WHAT TO DO>
Return the data in full, exactly as it was written.
---*---
use serde::{Deserialize, Serialize};

use crate::domain::messages::Locale;
use crate::domain::service::ServiceConfig;

/// Configuration for the contacts module (`modules.contacts`)
#[derive(Debug, Clone, PartialEq, Serialize, Deserialize)]
#[serde(deny_unknown_fields)]
pub struct ContactsConfig {
    #[serde(default)]
    pub locale: Locale,
    #[serde(default = "default_contacts_collection")]
    pub contacts_collection: String,
    #[serde(default = "default_users_collection")]
    pub users_collection: String,
    /// Longer side of a stored contact picture, in pixels.
    #[serde(default = "default_max_image_dimension")]
    pub max_image_dimension: u32,
    #[serde(default = "default_jpeg_quality")]
    pub jpeg_quality: u8,
    #[serde(default = "default_min_password_length")]
    pub min_password_length: usize,
    /// Capacity of the view-model event channel.
    #[serde(default = "default_event_buffer")]
    pub event_buffer: usize,
}

impl Default for ContactsConfig {
    fn default() -> Self {
        Self {
            locale: Locale::default(),
            contacts_collection: default_contacts_collection(),
            users_collection: default_users_collection(),
            max_image_dimension: default_max_image_dimension(),
            jpeg_quality: default_jpeg_quality(),
            min_password_length: default_min_password_length(),
            event_buffer: default_event_buffer(),
        }
    }
}

impl ContactsConfig {
    /// Read the module section from the raw `modules.contacts` value.
    /// A missing section yields the defaults.
    pub fn from_module_value(value: Option<&serde_json::Value>) -> anyhow::Result<Self> {
        match value {
            None | Some(serde_json::Value::Null) => Ok(Self::default()),
            Some(v) => serde_json::from_value(v.clone())
                .map_err(|e| anyhow::anyhow!("invalid modules.contacts config: {e}")),
        }
    }

    pub fn service_config(&self) -> ServiceConfig {
        ServiceConfig {
            locale: self.locale,
            contacts_collection: self.contacts_collection.clone(),
            users_collection: self.users_collection.clone(),
            max_image_dimension: self.max_image_dimension,
            min_password_length: self.min_password_length,
        }
    }
}

fn default_contacts_collection() -> String {
    "contacts".to_string()
}

fn default_users_collection() -> String {
    "users".to_string()
}

fn default_max_image_dimension() -> u32 {
    500
}

fn default_jpeg_quality() -> u8 {
    80
}

fn default_min_password_length() -> usize {
    6
}

fn default_event_buffer() -> usize {
    64
}

#[cfg(test)]
mod tests {
    use super::*;
    use serde_json::json;

    #[test]
    fn missing_section_uses_defaults() {
        let cfg = ContactsConfig::from_module_value(None).unwrap();
        assert_eq!(cfg, ContactsConfig::default());
        assert_eq!(cfg.max_image_dimension, 500);
        assert_eq!(cfg.jpeg_quality, 80);
    }

    #[test]
    fn partial_section_keeps_other_defaults() {
        let v = json!({ "locale": "es", "max_image_dimension": 320 });
        let cfg = ContactsConfig::from_module_value(Some(&v)).unwrap();
        assert_eq!(cfg.locale, Locale::Es);
        assert_eq!(cfg.max_image_dimension, 320);
        assert_eq!(cfg.contacts_collection, "contacts");
        assert_eq!(cfg.service_config().max_image_dimension, 320);
    }

    #[test]
    fn unknown_keys_are_rejected() {
        let v = json!({ "colour": "blue" });
        assert!(ContactsConfig::from_module_value(Some(&v)).is_err());
    }
}
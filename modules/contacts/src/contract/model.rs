/// A contact owned by exactly one user.
///
/// `id` is assigned by the document store and stays empty until the contact
/// has been persisted. `image_data` is either empty or an inline base64 picture.
#[derive(Debug, Clone, PartialEq, Eq, Default)]
pub struct Contact {
    pub id: String,
    pub name: String,
    pub phone: String,
    pub email: String,
    pub image_data: String,
    pub owner_id: String,
}

impl Contact {
    pub fn has_image(&self) -> bool {
        !self.image_data.is_empty()
    }

    /// Case-insensitive substring match on name, phone or email.
    /// `needle` must already be lowercased.
    pub(crate) fn matches_lowercase(&self, needle: &str) -> bool {
        [&self.name, &self.phone, &self.email]
            .iter()
            .any(|field| field.to_lowercase().contains(needle))
    }
}

/// Form data for creating or editing a contact.
#[derive(Debug, Clone, PartialEq, Eq, Default)]
pub struct ContactDraft {
    pub name: String,
    pub phone: String,
    pub email: String,
    /// Raw picture bytes as captured; processed before storage.
    pub image: Option<Vec<u8>>,
}

/// Result of a successful save.
#[derive(Debug, Clone, PartialEq, Eq)]
pub struct SavedContact {
    pub id: String,
    /// Set when the picture could not be processed and the contact was stored without it.
    pub image_warning: Option<String>,
}

/// Cached profile of the signed-in user.
#[derive(Debug, Clone, PartialEq, Eq, Default)]
pub struct UserProfile {
    pub display_name: String,
}

/// Sign-up form.
#[derive(Debug, Clone, PartialEq, Eq, Default)]
pub struct Registration {
    pub name: String,
    pub email: String,
    pub phone: String,
    pub password: String,
}

/// Profile edit form.
#[derive(Debug, Clone, PartialEq, Eq, Default)]
pub struct ProfileUpdate {
    pub name: String,
    pub email: String,
    pub phone: String,
}
pub mod client;
pub mod error;
pub mod model;
use thiserror::Error;

/// Errors that are safe to expose to consumers.
///
/// Every variant carries a message that can be shown to the user as-is.
#[derive(Error, Debug, Clone, PartialEq, Eq)]
pub enum ContactsError {
    #[error("{message}")]
    Validation { message: String },

    #[error("{message}")]
    Unauthenticated { message: String },

    #[error("{message}")]
    NotFound { id: String, message: String },

    #[error("{message}")]
    Unavailable { message: String },
}

impl ContactsError {
    pub fn validation(message: impl Into<String>) -> Self {
        Self::Validation {
            message: message.into(),
        }
    }

    pub fn unauthenticated(message: impl Into<String>) -> Self {
        Self::Unauthenticated {
            message: message.into(),
        }
    }

    pub fn not_found(id: impl Into<String>, message: impl Into<String>) -> Self {
        Self::NotFound {
            id: id.into(),
            message: message.into(),
        }
    }

    pub fn unavailable(message: impl Into<String>) -> Self {
        Self::Unavailable {
            message: message.into(),
        }
    }

    /// The presentable message.
    pub fn message(&self) -> &str {
        match self {
            Self::Validation { message }
            | Self::Unauthenticated { message }
            | Self::NotFound { message, .. }
            | Self::Unavailable { message } => message,
        }
    }
}

impl From<crate::domain::error::DomainError> for ContactsError {
    fn from(domain_error: crate::domain::error::DomainError) -> Self {
        use crate::domain::error::DomainError::*;
        match domain_error {
            Validation { message } | Image { message } => Self::validation(message),
            NotSignedIn { message } | Authentication { message } => {
                Self::unauthenticated(message)
            }
            ContactNotFound { id, message } => Self::not_found(id, message),
            Store { message } => Self::unavailable(message),
        }
    }
}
---*---
EXPECTED OUTPUT>
use serde::{Deserialize, Serialize};

use crate::domain::messages::Locale;
use crate::domain::service::ServiceConfig;

/// Configuration for the contacts module (`modules.contacts`)
#[derive(Debug, Clone, PartialEq, Serialize, Deserialize)]
#[serde(deny_unknown_fields)]
pub struct ContactsConfig {
    #[serde(default)]
    pub locale: Locale,
    #[serde(default = "default_contacts_collection")]
    pub contacts_collection: String,
    #[serde(default = "default_users_collection")]
    pub users_collection: String,
    /// Longer side of a stored contact picture, in pixels.
    #[serde(default = "default_max_image_dimension")]
    pub max_image_dimension: u32,
    #[serde(default = "default_jpeg_quality")]
    pub jpeg_quality: u8,
    #[serde(default = "default_min_password_length")]
    pub min_password_length: usize,
    /// Capacity of the view-model event channel.
    #[serde(default = "default_event_buffer")]
    pub event_buffer: usize,
}

impl Default for ContactsConfig {
    fn default() -> Self {
        Self {
            locale: Locale::default(),
            contacts_collection: default_contacts_collection(),
            users_collection: default_users_collection(),
            max_image_dimension: default_max_image_dimension(),
            jpeg_quality: default_jpeg_quality(),
            min_password_length: default_min_password_length(),
            event_buffer: default_event_buffer(),
        }
    }
}

impl ContactsConfig {
    /// Read the module section from the raw `modules.contacts` value.
    /// A missing section yields the defaults.
    pub fn from_module_value(value: Option<&serde_json::Value>) -> anyhow::Result<Self> {
        match value {
            None | Some(serde_json::Value::Null) => Ok(Self::default()),
            Some(v) => serde_json::from_value(v.clone())
                .map_err(|e| anyhow::anyhow!("invalid modules.contacts config: {e}")),
        }
    }

    pub fn service_config(&self) -> ServiceConfig {
        ServiceConfig {
            locale: self.locale,
            contacts_collection: self.contacts_collection.clone(),
            users_collection: self.users_collection.clone(),
            max_image_dimension: self.max_image_dimension,
            min_password_length: self.min_password_length,
        }
    }
}

fn default_contacts_collection() -> String {
    "contacts".to_string()
}

fn default_users_collection() -> String {
    "users".to_string()
}

fn default_max_image_dimension() -> u32 {
    500
}

fn default_jpeg_quality() -> u8 {
    80
}

fn default_min_password_length() -> usize {
    6
}

fn default_event_buffer() -> usize {
    64
}

#[cfg(test)]
mod tests {
    use super::*;
    use serde_json::json;

    #[test]
    fn missing_section_uses_defaults() {
        let cfg = ContactsConfig::from_module_value(None).unwrap();
        assert_eq!(cfg, ContactsConfig::default());
        assert_eq!(cfg.max_image_dimension, 500);
        assert_eq!(cfg.jpeg_quality, 80);
    }

    #[test]
    fn partial_section_keeps_other_defaults() {
        let v = json!({ "locale": "es", "max_image_dimension": 320 });
        let cfg = ContactsConfig::from_module_value(Some(&v)).unwrap();
        assert_eq!(cfg.locale, Locale::Es);
        assert_eq!(cfg.max_image_dimension, 320);
        assert_eq!(cfg.contacts_collection, "contacts");
        assert_eq!(cfg.service_config().max_image_dimension, 320);
    }

    #[test]
    fn unknown_keys_are_rejected() {
        let v = json!({ "colour": "blue" });
        assert!(ContactsConfig::from_module_value(Some(&v)).is_err());
    }
}
filename modules/contacts/src/contract/model.rs
/// A contact owned by exactly one user.
///
/// `id` is assigned by the document store and stays empty until the contact
/// has been persisted. `image_data` is either empty or an inline base64 picture.
#[derive(Debug, Clone, PartialEq, Eq, Default)]
pub struct Contact {
    pub id: String,
    pub name: String,
    pub phone: String,
    pub email: String,
    pub image_data: String,
    pub owner_id: String,
}

impl Contact {
    pub fn has_image(&self) -> bool {
        !self.image_data.is_empty()
    }

    /// Case-insensitive substring match on name, phone or email.
    /// `needle` must already be lowercased.
    pub(crate) fn matches_lowercase(&self, needle: &str) -> bool {
        [&self.name, &self.phone, &self.email]
            .iter()
            .any(|field| field.to_lowercase().contains(needle))
    }
}

/// Form data for creating or editing a contact.
#[derive(Debug, Clone, PartialEq, Eq, Default)]
pub struct ContactDraft {
    pub name: String,
    pub phone: String,
    pub email: String,
    /// Raw picture bytes as captured; processed before storage.
    pub image: Option<Vec<u8>>,
}

/// Result of a successful save.
#[derive(Debug, Clone, PartialEq, Eq)]
pub struct SavedContact {
    pub id: String,
    /// Set when the picture could not be processed and the contact was stored without it.
    pub image_warning: Option<String>,
}

/// Cached profile of the signed-in user.
#[derive(Debug, Clone, PartialEq, Eq, Default)]
pub struct UserProfile {
    pub display_name: String,
}

/// Sign-up form.
#[derive(Debug, Clone, PartialEq, Eq, Default)]
pub struct Registration {
    pub name: String,
    pub email: String,
    pub phone: String,
    pub password: String,
}

/// Profile edit form.
#[derive(Debug, Clone, PartialEq, Eq, Default)]
pub struct ProfileUpdate {
    pub name: String,
    pub email: String,
    pub phone: String,
}
pub mod client;
pub mod error;
pub mod model;
use thiserror::Error;

/// Errors that are safe to expose to consumers.
///
/// Every variant carries a message that can be shown to the user as-is.
#[derive(Error, Debug, Clone, PartialEq, Eq)]
pub enum ContactsError {
    #[error("{message}")]
    Validation { message: String },

    #[error("{message}")]
    Unauthenticated { message: String },

    #[error("{message}")]
    NotFound { id: String, message: String },

    #[error("{message}")]
    Unavailable { message: String },
}

impl ContactsError {
    pub fn validation(message: impl Into<String>) -> Self {
        Self::Validation {
            message: message.into(),
        }
    }

    pub fn unauthenticated(message: impl Into<String>) -> Self {
        Self::Unauthenticated {
            message: message.into(),
        }
    }

    pub fn not_found(id: impl Into<String>, message: impl Into<String>) -> Self {
        Self::NotFound {
            id: id.into(),
            message: message.into(),
        }
    }

    pub fn unavailable(message: impl Into<String>) -> Self {
        Self::Unavailable {
            message: message.into(),
        }
    }

    /// The presentable message.
    pub fn message(&self) -> &str {
        match self {
            Self::Validation { message }
            | Self::Unauthenticated { message }
            | Self::NotFound { message, .. }
            | Self::Unavailable { message } => message,
        }
    }
}

impl From<crate::domain::error::DomainError> for ContactsError {
    fn from(domain_error: crate::domain::error::DomainError) -> Self {
        use crate::domain::error::DomainError::*;
        match domain_error {
            Validation { message } | Image { message } => Self::validation(message),
            NotSignedIn { message } | Authentication { message } => {
                Self::unauthenticated(message)
            }
            ContactNotFound { id, message } => Self::not_found(id, message),
            Store { message } => Self::unavailable(message),
        }
    }
}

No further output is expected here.